Y si alguien pone el acento en lo que tantas veces tiene de arduo el ejercitar la virtud, ha de recordar que Dios, que ordena el amor, lo infunde en nuestros corazones por su divino Espíritu, y que el Padre celestial da este su Espíritu bueno a los que se lo piden, de manera que con razón oraba así San Agustín: «Da, Señor, lo que mandas, y manda lo que quieras». Vemos así por dónde debe comenzar nuestra santificación; ante todo, sujetemos la rebeldía de nuestros apetitos, y dejemos obrar a la gracia sin los obstáculos que nosotros mismos le oponemos, y entonces podremos practicar las buenas obras, que la fe nos exige como condición indispensable para la salvación.

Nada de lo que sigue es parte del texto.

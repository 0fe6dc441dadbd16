//! Conversion: wire responses → `Coin` / `CoinDetail`.

use super::wire::{CoinDetailResponse, CoinMarketResponse, CurrencyValues};
use super::{Coin, CoinDetail, ValidationError};
use crate::shared::{decimal_from_f64, CoinId};
use rust_decimal::Decimal;

fn or_zero(value: Option<f64>) -> Decimal {
    value.and_then(decimal_from_f64).unwrap_or(Decimal::ZERO)
}

fn in_currency(values: &CurrencyValues, vs_currency: &str) -> Decimal {
    or_zero(values.get(vs_currency).copied().flatten())
}

impl TryFrom<CoinMarketResponse> for Coin {
    type Error = ValidationError;

    fn try_from(source: CoinMarketResponse) -> Result<Self, Self::Error> {
        let id = CoinId::new(source.id.trim());
        if id.is_empty() {
            return Err(ValidationError::MissingId);
        }

        let sparkline = source
            .sparkline_in_7d
            .map(|s| {
                s.price
                    .into_iter()
                    .flatten()
                    .filter_map(decimal_from_f64)
                    .collect()
            })
            .unwrap_or_default();

        Ok(Coin {
            id,
            symbol: source.symbol,
            name: source.name,
            image: source.image.unwrap_or_default(),
            current_price: or_zero(source.current_price),
            market_cap: or_zero(source.market_cap),
            market_cap_rank: source.market_cap_rank,
            total_volume: or_zero(source.total_volume),
            change_1h: source
                .price_change_percentage_1h_in_currency
                .and_then(decimal_from_f64),
            change_24h: source
                .price_change_percentage_24h
                .or(source.price_change_percentage_24h_in_currency)
                .and_then(decimal_from_f64),
            change_7d: source
                .price_change_percentage_7d_in_currency
                .and_then(decimal_from_f64),
            sparkline,
        })
    }
}

impl TryFrom<(CoinDetailResponse, &str)> for CoinDetail {
    type Error = ValidationError;

    fn try_from((source, vs_currency): (CoinDetailResponse, &str)) -> Result<Self, Self::Error> {
        let id = CoinId::new(source.id.trim());
        if id.is_empty() {
            return Err(ValidationError::MissingId);
        }
        let market_data = source
            .market_data
            .ok_or_else(|| ValidationError::MissingMarketData(id.to_string()))?;
        let image = source
            .image
            .and_then(|img| img.large.or(img.small).or(img.thumb))
            .unwrap_or_default();

        Ok(CoinDetail {
            current_price: in_currency(&market_data.current_price, vs_currency),
            market_cap: in_currency(&market_data.market_cap, vs_currency),
            total_volume: in_currency(&market_data.total_volume, vs_currency),
            circulating_supply: market_data.circulating_supply.and_then(decimal_from_f64),
            id,
            symbol: source.symbol,
            name: source.name,
            image,
        })
    }
}

#[cfg(test)]
mod tests {
    use super::*;
    use std::str::FromStr;

    #[test]
    fn test_coin_defaults_for_missing_fields() {
        let resp: CoinMarketResponse =
            serde_json::from_str(r#"{"id": "tether", "symbol": "usdt", "name": "Tether"}"#)
                .unwrap();
        let coin = Coin::try_from(resp).unwrap();
        assert_eq!(coin.current_price, Decimal::ZERO);
        assert_eq!(coin.market_cap, Decimal::ZERO);
        assert_eq!(coin.market_cap_rank, None);
        assert_eq!(coin.change_24h, None);
        assert!(coin.sparkline.is_empty());
        assert_eq!(coin.image, "");
    }

    #[test]
    fn test_coin_full_record() {
        let json = r#"{
            "id": "bitcoin",
            "symbol": "btc",
            "name": "Bitcoin",
            "image": "https://img/btc.png",
            "current_price": 67000.25,
            "market_cap": 1320000000000,
            "market_cap_rank": 1,
            "price_change_percentage_24h": -1.25,
            "price_change_percentage_1h_in_currency": 0.1,
            "price_change_percentage_7d_in_currency": 4.5,
            "sparkline_in_7d": {"price": [66000.0, null, 67000.0]}
        }"#;
        let resp: CoinMarketResponse = serde_json::from_str(json).unwrap();
        let coin = Coin::try_from(resp).unwrap();
        assert_eq!(coin.id.as_str(), "bitcoin");
        assert_eq!(coin.current_price, Decimal::from_str("67000.25").unwrap());
        assert_eq!(coin.market_cap_rank, Some(1));
        assert_eq!(coin.change_24h, Some(Decimal::from_str("-1.25").unwrap()));
        assert_eq!(coin.change_1h, Some(Decimal::from_str("0.1").unwrap()));
        assert_eq!(coin.sparkline.len(), 2);
    }

    #[test]
    fn test_coin_24h_falls_back_to_in_currency() {
        let resp: CoinMarketResponse = serde_json::from_str(
            r#"{"id": "x", "price_change_percentage_24h_in_currency": 3.0}"#,
        )
        .unwrap();
        let coin = Coin::try_from(resp).unwrap();
        assert_eq!(coin.change_24h, Some(Decimal::from(3)));
    }

    #[test]
    fn test_coin_rejects_blank_id() {
        let resp: CoinMarketResponse =
            serde_json::from_str(r#"{"id": "  ", "name": "Nameless"}"#).unwrap();
        assert_eq!(Coin::try_from(resp), Err(ValidationError::MissingId));
    }

    #[test]
    fn test_detail_reads_vs_currency() {
        let json = r#"{
            "id": "ethereum", "symbol": "eth", "name": "Ethereum",
            "image": {"small": "s.png", "large": "l.png"},
            "market_data": {
                "current_price": {"usd": 3500.5, "eur": 3200.0},
                "market_cap": {"usd": 420000000000},
                "total_volume": {}
            }
        }"#;
        let resp: CoinDetailResponse = serde_json::from_str(json).unwrap();
        let detail = CoinDetail::try_from((resp.clone(), "eur")).unwrap();
        assert_eq!(detail.current_price, Decimal::from(3200));
        assert_eq!(detail.market_cap, Decimal::ZERO);
        assert_eq!(detail.image, "l.png");

        let detail = CoinDetail::try_from((resp, "usd")).unwrap();
        assert_eq!(detail.current_price, Decimal::from_str("3500.5").unwrap());
        assert_eq!(detail.total_volume, Decimal::ZERO);
        assert_eq!(detail.circulating_supply, None);
    }

    #[test]
    fn test_detail_requires_market_data() {
        let resp: CoinDetailResponse =
            serde_json::from_str(r#"{"id": "ghost", "name": "Ghost"}"#).unwrap();
        assert_eq!(
            CoinDetail::try_from((resp, "usd")),
            Err(ValidationError::MissingMarketData("ghost".to_string()))
        );
    }
}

El Señor, como a los Apóstoles, nos ha invitado a seguirle, cada uno en unas peculiares condiciones, y hemos de examinar cómo estamos correspondiendo a esa llamada o si hay cosas en nuestra vida que nos impiden dar una respuesta rápida y generosa. También acudimos a la Virgen; le pedimos fortaleza para ser fieles a nuestra vocación y, al igual que aquellos primeros llamados, dar testimonio de nuestra fe con una vida entregada al Dios que nos amó primero.